## Aim of the exercise
Take the data below and extract the lines from the one with "#[derive(Debug, Error)]" to the one with "proxy before fetching.", inclusive, exactly as written.
+++++
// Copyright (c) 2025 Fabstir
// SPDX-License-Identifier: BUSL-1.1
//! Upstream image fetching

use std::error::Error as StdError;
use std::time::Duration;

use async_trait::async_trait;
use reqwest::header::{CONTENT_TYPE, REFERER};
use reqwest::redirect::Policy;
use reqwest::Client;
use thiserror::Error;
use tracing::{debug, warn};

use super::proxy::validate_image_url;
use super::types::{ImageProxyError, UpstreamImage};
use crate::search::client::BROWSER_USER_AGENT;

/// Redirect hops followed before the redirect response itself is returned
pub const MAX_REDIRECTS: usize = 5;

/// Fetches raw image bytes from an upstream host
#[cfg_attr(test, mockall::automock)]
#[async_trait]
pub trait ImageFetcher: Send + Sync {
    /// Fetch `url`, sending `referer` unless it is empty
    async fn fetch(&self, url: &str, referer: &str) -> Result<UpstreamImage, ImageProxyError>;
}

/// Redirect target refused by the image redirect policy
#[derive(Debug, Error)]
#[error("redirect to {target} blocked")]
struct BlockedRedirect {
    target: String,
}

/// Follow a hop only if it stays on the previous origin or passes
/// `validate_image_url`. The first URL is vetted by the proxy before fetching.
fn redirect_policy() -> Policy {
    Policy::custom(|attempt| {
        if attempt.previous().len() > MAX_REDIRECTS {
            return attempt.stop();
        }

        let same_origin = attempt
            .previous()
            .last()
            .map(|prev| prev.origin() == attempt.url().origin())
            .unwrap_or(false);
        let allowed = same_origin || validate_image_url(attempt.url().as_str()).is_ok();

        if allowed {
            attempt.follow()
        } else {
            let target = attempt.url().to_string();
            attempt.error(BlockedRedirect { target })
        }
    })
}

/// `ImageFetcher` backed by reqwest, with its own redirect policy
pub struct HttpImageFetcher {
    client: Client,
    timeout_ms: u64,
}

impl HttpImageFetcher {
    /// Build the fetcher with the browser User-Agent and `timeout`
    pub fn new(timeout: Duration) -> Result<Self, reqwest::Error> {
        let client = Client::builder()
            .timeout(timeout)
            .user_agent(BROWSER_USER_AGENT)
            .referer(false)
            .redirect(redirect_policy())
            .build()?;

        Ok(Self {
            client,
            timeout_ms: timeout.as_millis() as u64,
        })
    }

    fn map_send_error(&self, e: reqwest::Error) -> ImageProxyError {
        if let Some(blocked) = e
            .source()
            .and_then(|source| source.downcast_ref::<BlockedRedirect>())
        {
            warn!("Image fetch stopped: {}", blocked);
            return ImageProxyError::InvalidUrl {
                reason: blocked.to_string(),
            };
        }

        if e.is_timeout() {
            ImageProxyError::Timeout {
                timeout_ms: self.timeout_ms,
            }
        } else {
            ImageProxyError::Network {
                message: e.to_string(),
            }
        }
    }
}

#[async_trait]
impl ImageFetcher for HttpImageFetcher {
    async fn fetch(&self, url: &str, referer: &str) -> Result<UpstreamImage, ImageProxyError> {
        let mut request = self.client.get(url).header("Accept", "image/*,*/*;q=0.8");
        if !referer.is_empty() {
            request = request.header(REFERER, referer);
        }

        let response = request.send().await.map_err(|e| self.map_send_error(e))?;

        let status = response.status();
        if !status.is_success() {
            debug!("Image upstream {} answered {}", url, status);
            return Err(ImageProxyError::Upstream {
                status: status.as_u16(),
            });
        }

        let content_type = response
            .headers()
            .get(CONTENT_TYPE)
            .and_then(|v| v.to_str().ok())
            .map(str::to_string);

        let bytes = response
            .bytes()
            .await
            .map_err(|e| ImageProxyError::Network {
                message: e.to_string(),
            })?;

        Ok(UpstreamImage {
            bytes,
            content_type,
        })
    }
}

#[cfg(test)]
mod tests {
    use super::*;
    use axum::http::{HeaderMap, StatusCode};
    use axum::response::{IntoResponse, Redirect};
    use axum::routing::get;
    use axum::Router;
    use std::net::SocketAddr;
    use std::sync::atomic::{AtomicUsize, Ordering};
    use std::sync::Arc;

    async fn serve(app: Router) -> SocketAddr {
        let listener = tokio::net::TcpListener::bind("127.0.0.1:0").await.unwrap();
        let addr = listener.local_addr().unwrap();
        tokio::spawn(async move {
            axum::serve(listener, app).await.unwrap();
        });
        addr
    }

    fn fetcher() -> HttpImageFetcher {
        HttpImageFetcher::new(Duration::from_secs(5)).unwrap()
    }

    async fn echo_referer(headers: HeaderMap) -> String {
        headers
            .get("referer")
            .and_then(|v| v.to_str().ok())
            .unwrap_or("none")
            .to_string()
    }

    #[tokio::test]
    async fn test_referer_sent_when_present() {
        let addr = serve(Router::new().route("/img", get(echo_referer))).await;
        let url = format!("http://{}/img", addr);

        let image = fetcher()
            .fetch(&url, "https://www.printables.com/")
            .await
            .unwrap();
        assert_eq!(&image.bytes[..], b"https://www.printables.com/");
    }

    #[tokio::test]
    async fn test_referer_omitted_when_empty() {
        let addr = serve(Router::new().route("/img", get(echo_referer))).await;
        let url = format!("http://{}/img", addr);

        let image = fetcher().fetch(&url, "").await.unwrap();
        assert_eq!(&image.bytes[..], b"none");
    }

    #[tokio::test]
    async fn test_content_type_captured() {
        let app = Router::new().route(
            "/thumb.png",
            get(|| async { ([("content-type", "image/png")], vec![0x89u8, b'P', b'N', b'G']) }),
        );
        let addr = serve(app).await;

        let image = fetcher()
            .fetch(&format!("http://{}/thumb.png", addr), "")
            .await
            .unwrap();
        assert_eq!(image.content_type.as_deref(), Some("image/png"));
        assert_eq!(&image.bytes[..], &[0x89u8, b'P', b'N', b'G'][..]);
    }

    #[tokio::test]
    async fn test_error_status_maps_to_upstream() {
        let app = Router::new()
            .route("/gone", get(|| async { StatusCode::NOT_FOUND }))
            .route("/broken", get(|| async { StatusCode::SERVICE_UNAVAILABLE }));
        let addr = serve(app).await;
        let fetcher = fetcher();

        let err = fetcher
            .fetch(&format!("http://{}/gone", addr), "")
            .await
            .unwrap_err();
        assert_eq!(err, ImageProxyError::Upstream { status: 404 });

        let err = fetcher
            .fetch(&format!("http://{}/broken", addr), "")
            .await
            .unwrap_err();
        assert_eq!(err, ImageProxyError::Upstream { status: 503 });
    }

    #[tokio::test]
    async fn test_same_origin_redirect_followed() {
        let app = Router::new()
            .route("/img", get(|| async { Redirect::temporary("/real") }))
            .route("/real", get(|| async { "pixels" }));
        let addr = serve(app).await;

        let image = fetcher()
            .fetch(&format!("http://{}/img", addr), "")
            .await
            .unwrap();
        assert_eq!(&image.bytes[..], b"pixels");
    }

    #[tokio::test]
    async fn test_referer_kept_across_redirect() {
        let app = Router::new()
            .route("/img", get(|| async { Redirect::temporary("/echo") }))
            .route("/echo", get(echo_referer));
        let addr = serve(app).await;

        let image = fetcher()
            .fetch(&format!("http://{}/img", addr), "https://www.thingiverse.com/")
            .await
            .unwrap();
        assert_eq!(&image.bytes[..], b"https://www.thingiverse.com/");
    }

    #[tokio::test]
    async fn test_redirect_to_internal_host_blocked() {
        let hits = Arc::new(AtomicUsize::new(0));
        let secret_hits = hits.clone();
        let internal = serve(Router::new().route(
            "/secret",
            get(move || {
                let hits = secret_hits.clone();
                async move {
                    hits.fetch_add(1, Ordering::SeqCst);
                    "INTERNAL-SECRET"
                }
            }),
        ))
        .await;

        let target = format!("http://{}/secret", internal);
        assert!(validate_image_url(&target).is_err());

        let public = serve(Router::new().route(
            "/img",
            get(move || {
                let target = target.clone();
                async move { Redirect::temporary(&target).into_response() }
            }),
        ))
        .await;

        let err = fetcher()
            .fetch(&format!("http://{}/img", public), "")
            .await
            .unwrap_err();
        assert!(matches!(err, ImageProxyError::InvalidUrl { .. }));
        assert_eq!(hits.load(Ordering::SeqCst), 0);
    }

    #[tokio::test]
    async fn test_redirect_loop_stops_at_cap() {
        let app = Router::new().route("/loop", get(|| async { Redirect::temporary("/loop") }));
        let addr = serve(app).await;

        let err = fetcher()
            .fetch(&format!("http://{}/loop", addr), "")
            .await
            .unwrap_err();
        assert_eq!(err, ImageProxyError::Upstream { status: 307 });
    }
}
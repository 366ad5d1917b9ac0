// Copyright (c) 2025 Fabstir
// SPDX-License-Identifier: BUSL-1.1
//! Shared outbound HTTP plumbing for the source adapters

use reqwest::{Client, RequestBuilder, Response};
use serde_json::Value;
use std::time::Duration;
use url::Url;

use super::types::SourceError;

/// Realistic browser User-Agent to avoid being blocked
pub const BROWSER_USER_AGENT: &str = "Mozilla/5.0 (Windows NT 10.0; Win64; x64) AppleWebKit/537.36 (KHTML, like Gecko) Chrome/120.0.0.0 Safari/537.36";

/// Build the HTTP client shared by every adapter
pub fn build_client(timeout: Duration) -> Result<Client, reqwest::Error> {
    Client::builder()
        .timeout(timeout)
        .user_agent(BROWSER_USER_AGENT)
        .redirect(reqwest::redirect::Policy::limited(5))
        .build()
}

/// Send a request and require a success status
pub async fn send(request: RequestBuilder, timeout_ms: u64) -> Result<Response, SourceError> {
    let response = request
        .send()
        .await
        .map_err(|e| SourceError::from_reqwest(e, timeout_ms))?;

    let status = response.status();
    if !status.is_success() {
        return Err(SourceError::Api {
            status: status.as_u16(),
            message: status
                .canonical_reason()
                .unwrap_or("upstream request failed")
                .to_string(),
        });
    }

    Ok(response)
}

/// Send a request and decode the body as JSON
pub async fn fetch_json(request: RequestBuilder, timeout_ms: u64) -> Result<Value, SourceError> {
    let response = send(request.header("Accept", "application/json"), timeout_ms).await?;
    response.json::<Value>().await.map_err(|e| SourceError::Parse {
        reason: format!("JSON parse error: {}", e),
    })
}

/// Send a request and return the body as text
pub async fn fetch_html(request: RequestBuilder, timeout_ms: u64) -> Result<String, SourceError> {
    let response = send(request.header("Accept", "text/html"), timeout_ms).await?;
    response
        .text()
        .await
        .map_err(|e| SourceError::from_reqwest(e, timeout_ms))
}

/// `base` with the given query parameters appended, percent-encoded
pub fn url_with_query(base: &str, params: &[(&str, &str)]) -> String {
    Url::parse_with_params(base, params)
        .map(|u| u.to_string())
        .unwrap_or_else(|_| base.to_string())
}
+++++
## Expected output
#[derive(Debug, Error)]
#[error("redirect to {target} blocked")]
struct BlockedRedirect {
    target: String,
}

/// Follow a hop only if it stays on the previous origin or passes
/// `validate_image_url`. The first URL is vetted by the proxy before fetching.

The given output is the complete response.